Good morning, friends. Thank you for letting me speak here today. My name is Sue Aaronson, and I am the senior member of the employees at Brooklyn Friends School. This will be my 39th year at the school, my second home. My husband taught photography at the school for 30 years and our daughter was the longest Lifetime Friend, having attended the school since before she was born, graduating 18 years later, and she taught preschool there for 2 years.

During all that time I have seen so many changes in administration. The current Head of School is the 6th person I’ve worked for and the current Upper School Head is the 16th. They are both competent people who care deeply for the people in the BFS community. However, each time new administration has come into the school they have had to reinvent the wheel of process and protocol. I voted for the Union a year ago because I believe that there needs to be transparency and clarity in a workplace when it comes to the big picture of working conditions: hiring—requiring a search committee; firing—requiring a process of evaluation, mentoring, and probation; salary—requiring clear salary bands based on experience and education, and in the current pandemic--- health and safety—providing proper and appropriate guidance and material to ensure that we will return to a safe environment. Sometimes these conditions have been present at the school and sometimes not. Each administration has done what it thought and felt necessary. But this was never consistent and things that the colleagues felt they could rely on in the workplace often vanished at the whim of the administration. It seems to me that the existence of the union and its agreed upon and contracted expectations would liberate the administration because they would be aware of how things are done at the school and would not have to figure it all out from the start.

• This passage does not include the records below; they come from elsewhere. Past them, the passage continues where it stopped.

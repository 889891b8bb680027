//! Key storage for CipherChat identities.
//!
//! [`KeyStore`] owns validation, locking and logging; a [`KeyBackend`] only
//! moves already-encoded records in and out of storage. Two backends ship:
//! [`MemoryBackend`] here and [`crate::file_store::FileBackend`] on disk.
//!
//! Writers are serialized per handle. Operations on different handles never
//! contend.

use std::collections::HashMap;
use std::sync::Arc;

use chrono::{DateTime, Utc};
use cipherchat_crypto::{CryptoEngine, KeyMaterial, PublicKey, ALGORITHM_TAG};
use dashmap::DashMap;
use parking_lot::{Mutex, RwLock};
use tracing::{info, warn};
use zeroize::Zeroizing;

use crate::errors::CoreError;
use crate::types::{Handle, IdentityMetadata, PublicKeyRecord, ReplacePolicy};

/// Largest key encoding `import_public` will parse.
pub const MAX_KEY_BYTES: usize = 10 * 1024;

// ============================================================================
// Stored Records
// ============================================================================

/// An identity's key pair as held by a backend.
#[derive(Clone)]
pub struct StoredIdentity {
    /// PKCS#8 PEM. Wiped on drop.
    pub private_pem: Zeroizing<String>,
    pub public_pem: String,
    pub metadata: IdentityMetadata,
}

impl std::fmt::Debug for StoredIdentity {
    fn fmt(&self, f: &mut std::fmt::Formatter<'_>) -> std::fmt::Result {
        f.debug_struct("StoredIdentity")
            .field("metadata", &self.metadata)
            .finish_non_exhaustive()
    }
}

/// An imported public key as held by a backend.
#[derive(Clone, Debug, PartialEq, Eq)]
pub struct StoredImport {
    pub handle: Handle,
    pub public_pem: String,
    /// `None` when the key was placed in storage without metadata.
    pub imported_at: Option<DateTime<Utc>>,
}

// ============================================================================
// Backend Trait
// ============================================================================

/// Raw persistence for identities and imported keys.
///
/// Implementations need not lock: [`KeyStore`] holds the per-handle lock
/// around every call.
pub trait KeyBackend: Send + Sync {
    fn identity_exists(&self, handle: &Handle) -> Result<bool, CoreError>;

    fn write_identity(&self, identity: &StoredIdentity) -> Result<(), CoreError>;

    fn read_identity(&self, handle: &Handle) -> Result<Option<StoredIdentity>, CoreError>;

    /// Public half only, so resolving one's own key never touches the
    /// private PEM.
    fn read_identity_public(&self, handle: &Handle) -> Result<Option<String>, CoreError>;

    fn read_identity_metadata(
        &self,
        handle: &Handle,
    ) -> Result<Option<IdentityMetadata>, CoreError>;

    /// Returns `true` if something was deleted.
    fn delete_identity(&self, handle: &Handle) -> Result<bool, CoreError>;

    fn list_identities(&self) -> Result<Vec<Handle>, CoreError>;

    fn write_imported(&self, import: &StoredImport) -> Result<(), CoreError>;

    fn read_imported(&self, handle: &Handle) -> Result<Option<StoredImport>, CoreError>;

    fn delete_imported(&self, handle: &Handle) -> Result<bool, CoreError>;

    fn list_imported(&self) -> Result<Vec<Handle>, CoreError>;
}

// ============================================================================
// In-Memory Backend
// ============================================================================

/// Thread-safe in-memory backend for tests and embedding.
#[derive(Default)]
pub struct MemoryBackend {
    identities: RwLock<HashMap<Handle, StoredIdentity>>,
    imported: RwLock<HashMap<Handle, StoredImport>>,
}

impl MemoryBackend {
    pub fn new() -> Self {
        Self::default()
    }
}

impl KeyBackend for MemoryBackend {
    fn identity_exists(&self, handle: &Handle) -> Result<bool, CoreError> {
        Ok(self.identities.read().contains_key(handle))
    }

    fn write_identity(&self, identity: &StoredIdentity) -> Result<(), CoreError> {
        self.identities
            .write()
            .insert(identity.metadata.handle.clone(), identity.clone());
        Ok(())
    }

    fn read_identity(&self, handle: &Handle) -> Result<Option<StoredIdentity>, CoreError> {
        Ok(self.identities.read().get(handle).cloned())
    }

    fn read_identity_public(&self, handle: &Handle) -> Result<Option<String>, CoreError> {
        Ok(self
            .identities
            .read()
            .get(handle)
            .map(|identity| identity.public_pem.clone()))
    }

    fn read_identity_metadata(
        &self,
        handle: &Handle,
    ) -> Result<Option<IdentityMetadata>, CoreError> {
        Ok(self
            .identities
            .read()
            .get(handle)
            .map(|identity| identity.metadata.clone()))
    }

    fn delete_identity(&self, handle: &Handle) -> Result<bool, CoreError> {
        Ok(self.identities.write().remove(handle).is_some())
    }

    fn list_identities(&self) -> Result<Vec<Handle>, CoreError> {
        Ok(self.identities.read().keys().cloned().collect())
    }

    fn write_imported(&self, import: &StoredImport) -> Result<(), CoreError> {
        self.imported
            .write()
            .insert(import.handle.clone(), import.clone());
        Ok(())
    }

    fn read_imported(&self, handle: &Handle) -> Result<Option<StoredImport>, CoreError> {
        Ok(self.imported.read().get(handle).cloned())
    }

    fn delete_imported(&self, handle: &Handle) -> Result<bool, CoreError> {
        Ok(self.imported.write().remove(handle).is_some())
    }

    fn list_imported(&self) -> Result<Vec<Handle>, CoreError> {
        Ok(self.imported.read().keys().cloned().collect())
    }
}

// ============================================================================
// Resolver Trait
// ============================================================================

/// The key lookups [`crate::channel::SecureChannel`] depends on.
pub trait KeyResolver: Send + Sync {
    /// Own identity's public key if `handle` is held locally, otherwise the
    /// imported record. `KeyNotFound` if neither exists.
    fn resolve_public(&self, handle: &Handle) -> Result<PublicKey, CoreError>;

    /// `KeyNotFound` if `handle` is not a local identity.
    fn load_private(&self, handle: &Handle) -> Result<KeyMaterial, CoreError>;

    /// Store or replace the imported public key for `handle`.
    fn import_public(&self, handle: &Handle, key_bytes: &[u8])
        -> Result<PublicKeyRecord, CoreError>;
}

impl<T: KeyResolver + ?Sized> KeyResolver for Arc<T> {
    fn resolve_public(&self, handle: &Handle) -> Result<PublicKey, CoreError> {
        (**self).resolve_public(handle)
    }

    fn load_private(&self, handle: &Handle) -> Result<KeyMaterial, CoreError> {
        (**self).load_private(handle)
    }

    fn import_public(
        &self,
        handle: &Handle,
        key_bytes: &[u8],
    ) -> Result<PublicKeyRecord, CoreError> {
        (**self).import_public(handle, key_bytes)
    }
}

// ============================================================================
// Key Store
// ============================================================================

pub struct KeyStore<B: KeyBackend> {
    backend: B,
    engine: CryptoEngine,
    locks: DashMap<Handle, Arc<Mutex<()>>>,
}

impl KeyStore<MemoryBackend> {
    pub fn in_memory() -> Self {
        Self::new(MemoryBackend::new())
    }
}

impl<B: KeyBackend> KeyStore<B> {
    pub fn new(backend: B) -> Self {
        Self {
            backend,
            engine: CryptoEngine::new(),
            locks: DashMap::new(),
        }
    }

    pub fn backend(&self) -> &B {
        &self.backend
    }

    /// Run `f` holding the lock for `handle`. The entry is dropped again once
    /// no other caller holds it, so lookups of arbitrary names leave nothing
    /// behind.
    fn with_lock<T>(&self, handle: &Handle, f: impl FnOnce() -> T) -> T {
        // The shard guard must be released before blocking on the handle lock.
        let lock = self.locks.entry(handle.clone()).or_default().clone();
        let result = {
            let _guard = lock.lock();
            f()
        };
        drop(lock);
        self.locks
            .remove_if(handle, |_, lock| Arc::strong_count(lock) == 1);
        result
    }

    /// Generate and persist a fresh key pair for `handle`.
    pub fn generate(
        &self,
        handle: &Handle,
        policy: ReplacePolicy,
    ) -> Result<IdentityMetadata, CoreError> {
        if policy == ReplacePolicy::Refuse && self.contains(handle)? {
            return Err(CoreError::IdentityExists(handle.to_string()));
        }

        let keys = self.engine.generate_keypair()?;
        let public = keys.public_key();
        let metadata = IdentityMetadata {
            handle: handle.clone(),
            created_at: Utc::now(),
            algorithm: ALGORITHM_TAG.to_string(),
            modulus_bits: public.modulus_bits(),
            fingerprint: public.fingerprint_hex(),
        };
        let stored = StoredIdentity {
            private_pem: keys.to_pkcs8_pem()?,
            public_pem: public.to_pem()?,
            metadata: metadata.clone(),
        };

        // Re-check under the lock: a concurrent generate may have won.
        let existed = self.with_lock(handle, || {
            let existed = self.backend.identity_exists(handle)?;
            if existed && policy == ReplacePolicy::Refuse {
                return Err(CoreError::IdentityExists(handle.to_string()));
            }
            self.backend.write_identity(&stored)?;
            Ok::<_, CoreError>(existed)
        })?;

        if existed {
            warn!(handle = %handle, fingerprint = %metadata.fingerprint, "identity key pair replaced");
        } else {
            info!(handle = %handle, fingerprint = %metadata.fingerprint, "identity key pair generated");
        }
        Ok(metadata)
    }

    pub fn contains(&self, handle: &Handle) -> Result<bool, CoreError> {
        self.with_lock(handle, || self.backend.identity_exists(handle))
    }

    pub fn load_private(&self, handle: &Handle) -> Result<KeyMaterial, CoreError> {
        let stored = self.with_lock(handle, || self.backend.read_identity(handle))?;
        let stored = stored.ok_or_else(|| CoreError::KeyNotFound(handle.to_string()))?;
        KeyMaterial::from_pkcs8_pem(&stored.private_pem).map_err(|_| {
            CoreError::storage("load private key", handle.as_str(), "stored key is corrupt")
        })
    }

    /// Validate `key_bytes` (PEM or DER SPKI, RSA-2048, at most
    /// [`MAX_KEY_BYTES`]) and store it as the imported key for `handle`.
    /// Latest import wins.
    pub fn import_public(
        &self,
        handle: &Handle,
        key_bytes: &[u8],
    ) -> Result<PublicKeyRecord, CoreError> {
        if key_bytes.len() > MAX_KEY_BYTES {
            return Err(CoreError::InvalidKeyFormat);
        }
        let public_key = PublicKey::from_bytes(key_bytes)?;
        let imported_at = Utc::now();
        let stored = StoredImport {
            handle: handle.clone(),
            public_pem: public_key.to_pem()?,
            imported_at: Some(imported_at),
        };

        let previous = self.with_lock(handle, || {
            let previous = self.backend.read_imported(handle)?;
            self.backend.write_imported(&stored)?;
            Ok::<_, CoreError>(previous)
        })?;

        let fingerprint = public_key.fingerprint_hex();
        match previous.and_then(|prev| PublicKey::from_pem(&prev.public_pem).ok()) {
            Some(prev) if prev != public_key => warn!(
                handle = %handle,
                fingerprint = %fingerprint,
                previous = %prev.fingerprint_hex(),
                "imported public key changed"
            ),
            _ => info!(handle = %handle, fingerprint = %fingerprint, "public key imported"),
        }

        Ok(PublicKeyRecord {
            handle: handle.clone(),
            public_key,
            imported_at,
        })
    }

    pub fn resolve_public(&self, handle: &Handle) -> Result<PublicKey, CoreError> {
        self.with_lock(handle, || {
            if let Some(pem) = self.backend.read_identity_public(handle)? {
                return PublicKey::from_pem(&pem).map_err(|_| {
                    CoreError::storage("load public key", handle.as_str(), "stored key is corrupt")
                });
            }
            match self.backend.read_imported(handle)? {
                Some(import) => PublicKey::from_pem(&import.public_pem).map_err(|_| {
                    CoreError::storage("load imported key", handle.as_str(), "stored key is corrupt")
                }),
                None => Err(CoreError::KeyNotFound(handle.to_string())),
            }
        })
    }

    /// Public key of `handle` as SPKI PEM, for out-of-band sharing.
    pub fn export_public(&self, handle: &Handle) -> Result<String, CoreError> {
        Ok(self.resolve_public(handle)?.to_pem()?)
    }

    pub fn metadata(&self, handle: &Handle) -> Result<IdentityMetadata, CoreError> {
        self.with_lock(handle, || self.backend.read_identity_metadata(handle))?
            .ok_or_else(|| CoreError::KeyNotFound(handle.to_string()))
    }

    pub fn list_identities(&self) -> Result<Vec<Handle>, CoreError> {
        let mut handles = self.backend.list_identities()?;
        handles.sort();
        Ok(handles)
    }

    /// Imported records sorted by handle. Records that no longer parse are
    /// skipped with a warning.
    pub fn list_imported(&self) -> Result<Vec<PublicKeyRecord>, CoreError> {
        let mut handles = self.backend.list_imported()?;
        handles.sort();

        let mut records = Vec::with_capacity(handles.len());
        for handle in handles {
            let Some(import) = self.with_lock(&handle, || self.backend.read_imported(&handle))?
            else {
                continue;
            };
            match PublicKey::from_pem(&import.public_pem) {
                Ok(public_key) => records.push(PublicKeyRecord {
                    handle,
                    public_key,
                    imported_at: import.imported_at.unwrap_or_default(),
                }),
                Err(_) => warn!(handle = %handle, reason = "unparseable", "skipping imported key"),
            }
        }
        Ok(records)
    }

    /// Destroy an identity's key material. Returns `false` if there was none.
    pub fn delete(&self, handle: &Handle) -> Result<bool, CoreError> {
        let deleted = self.with_lock(handle, || self.backend.delete_identity(handle))?;
        if deleted {
            info!(handle = %handle, "identity deleted");
        }
        Ok(deleted)
    }

    pub fn remove_imported(&self, handle: &Handle) -> Result<bool, CoreError> {
        let removed = self.with_lock(handle, || self.backend.delete_imported(handle))?;
        if removed {
            info!(handle = %handle, "imported public key removed");
        }
        Ok(removed)
    }
}

impl<B: KeyBackend> KeyResolver for KeyStore<B> {
    fn resolve_public(&self, handle: &Handle) -> Result<PublicKey, CoreError> {
        KeyStore::resolve_public(self, handle)
    }

    fn load_private(&self, handle: &Handle) -> Result<KeyMaterial, CoreError> {
        KeyStore::load_private(self, handle)
    }

    fn import_public(
        &self,
        handle: &Handle,
        key_bytes: &[u8],
    ) -> Result<PublicKeyRecord, CoreError> {
        KeyStore::import_public(self, handle, key_bytes)
    }
}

Protocol and process should not depend on personality but should exist as objective facts that can be changed as needed, but not as wanted by one or two people. That objectivity and consistency would ensure one of the most important Quaker principles—equity. I was once told that I could have whatever I wanted at BFS because the Head of School liked me. I’m glad that they liked me, but I know one thing -- That was completely unfair and should never happen again. The union helps to ensure that all colleagues are treated equally. There is no third party at BFS, there is the union and the union is us.